What needs to be done
Every line containing the string "Clone" should be returned from the records.

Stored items
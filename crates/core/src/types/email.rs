//! Email address type.

use core::fmt;

use serde::{Deserialize, Serialize};

/// Errors that can occur when parsing an [`Email`].
#[derive(thiserror::Error, Debug, Clone, PartialEq, Eq)]
pub enum EmailError {
    /// The input string is empty (after trimming).
    #[error("email cannot be empty")]
    Empty,
    /// The input string is too long.
    #[error("email must be at most {max} characters")]
    TooLong {
        /// Maximum allowed length.
        max: usize,
    },
    /// The input does not contain an @ symbol.
    #[error("email must contain an @ symbol")]
    MissingAtSymbol,
    /// The input contains more than one @ symbol.
    #[error("email must contain exactly one @ symbol")]
    MultipleAtSymbols,
    /// The input contains whitespace between characters.
    #[error("email cannot contain whitespace")]
    ContainsWhitespace,
    /// The local part (before @) is empty.
    #[error("email local part cannot be empty")]
    EmptyLocalPart,
    /// The domain part (after @) is empty.
    #[error("email domain cannot be empty")]
    EmptyDomain,
}

/// An email address as typed into a login, registration or checkout form.
///
/// Surrounding whitespace is trimmed; the remaining text is kept verbatim
/// (no case folding), since the demo account is matched exactly.
///
/// ## Constraints
///
/// - Length: 1-254 characters (RFC 5321 limit)
/// - Exactly one @ symbol, no inner whitespace
/// - Non-empty local part and domain
///
/// ## Examples
///
/// ```
/// use encantado_core::Email;
///
/// assert!(Email::parse("ana.silva@email.com").is_ok());
/// assert!(Email::parse("  cliente@loja.com.br ").is_ok());
///
/// assert!(Email::parse("").is_err());
/// assert!(Email::parse("sem-arroba").is_err());
/// assert!(Email::parse("a@b@c").is_err());
/// assert!(Email::parse("ana silva@email.com").is_err());
/// ```
#[derive(Debug, Clone, Serialize, Deserialize, PartialEq, Eq, Hash)]
#[serde(transparent)]
pub struct Email(String);

impl Email {
    /// Maximum length of an email address (RFC 5321).
    pub const MAX_LENGTH: usize = 254;

    /// Parse an `Email` from a string.
    ///
    /// # Errors
    ///
    /// Returns an [`EmailError`] describing the first constraint violated.
    pub fn parse(s: &str) -> Result<Self, EmailError> {
        let s = s.trim();

        if s.is_empty() {
            return Err(EmailError::Empty);
        }

        if s.len() > Self::MAX_LENGTH {
            return Err(EmailError::TooLong {
                max: Self::MAX_LENGTH,
            });
        }

        if s.chars().any(char::is_whitespace) {
            return Err(EmailError::ContainsWhitespace);
        }

        let (local, domain) = s.split_once('@').ok_or(EmailError::MissingAtSymbol)?;

        if domain.contains('@') {
            return Err(EmailError::MultipleAtSymbols);
        }
        if local.is_empty() {
            return Err(EmailError::EmptyLocalPart);
        }
        if domain.is_empty() {
            return Err(EmailError::EmptyDomain);
        }

        Ok(Self(s.to_owned()))
    }

    /// Returns the email address as a string slice.
    #[must_use]
    pub fn as_str(&self) -> &str {
        &self.0
    }

    /// Consumes the `Email` and returns its inner string.
    #[must_use]
    pub fn into_inner(self) -> String {
        self.0
    }

    /// Returns the local part of the email (before the @).
    #[must_use]
    pub fn local_part(&self) -> &str {
        self.0.split_once('@').map_or("", |(local, _)| local)
    }

    /// Returns the domain part of the email (after the @).
    #[must_use]
    pub fn domain(&self) -> &str {
        self.0.split_once('@').map_or("", |(_, domain)| domain)
    }
}

impl fmt::Display for Email {
    fn fmt(&self, f: &mut fmt::Formatter<'_>) -> fmt::Result {
        f.write_str(&self.0)
    }
}

impl std::str::FromStr for Email {
    type Err = EmailError;

    fn from_str(s: &str) -> Result<Self, Self::Err> {
        Self::parse(s)
    }
}

impl AsRef<str> for Email {
    fn as_ref(&self) -> &str {
        &self.0
    }
}

#[cfg(test)]
#[allow(clippy::unwrap_used)]
mod tests {
    use super::*;

    #[test]
    fn test_parse_valid_emails() {
        assert!(Email::parse("ana.silva@email.com").is_ok());
        assert!(Email::parse("user+tag@example.com").is_ok());
        assert!(Email::parse("contato@atelie.com.br").is_ok());
        assert!(Email::parse("a@b.c").is_ok());
    }

    #[test]
    fn test_parse_trims_surrounding_whitespace() {
        let email = Email::parse("  ana.silva@email.com\n").unwrap();
        assert_eq!(email.as_str(), "ana.silva@email.com");
    }

    #[test]
    fn test_parse_keeps_case() {
        let email = Email::parse("Ana.Silva@Email.com").unwrap();
        assert_eq!(email.as_str(), "Ana.Silva@Email.com");
    }

    #[test]
    fn test_parse_empty() {
        assert_eq!(Email::parse(""), Err(EmailError::Empty));
        assert_eq!(Email::parse("   "), Err(EmailError::Empty));
    }

    #[test]
    fn test_parse_too_long() {
        let long = format!("{}@example.com", "a".repeat(250));
        assert!(matches!(
            Email::parse(&long),
            Err(EmailError::TooLong { .. })
        ));
    }

    #[test]
    fn test_parse_missing_at() {
        assert_eq!(Email::parse("sem-arroba"), Err(EmailError::MissingAtSymbol));
    }

    #[test]
    fn test_parse_multiple_at() {
        assert_eq!(Email::parse("a@b@c.com"), Err(EmailError::MultipleAtSymbols));
    }

    #[test]
    fn test_parse_inner_whitespace() {
        assert_eq!(
            Email::parse("ana silva@email.com"),
            Err(EmailError::ContainsWhitespace)
        );
    }

    #[test]
    fn test_parse_empty_parts() {
        assert_eq!(Email::parse("@domain.com"), Err(EmailError::EmptyLocalPart));
        assert_eq!(Email::parse("user@"), Err(EmailError::EmptyDomain));
    }

    #[test]
    fn test_local_part_and_domain() {
        let email = Email::parse("ana.silva@email.com").unwrap();
        assert_eq!(email.local_part(), "ana.silva");
        assert_eq!(email.domain(), "email.com");
    }

    #[test]
    fn test_serde_transparent() {
        let email = Email::parse("ana.silva@email.com").unwrap();
        let json = serde_json::to_string(&email).unwrap();
        assert_eq!(json, "\"ana.silva@email.com\"");
    }

    #[test]
    fn test_from_str() {
        let email: Email = "ana.silva@email.com".parse().unwrap();
        assert_eq!(format!("{email}"), "ana.silva@email.com");
    }
}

Written response
#[derive(thiserror::Error, Debug, Clone, PartialEq, Eq)]
#[derive(Debug, Clone, Serialize, Deserialize, PartialEq, Eq, Hash)]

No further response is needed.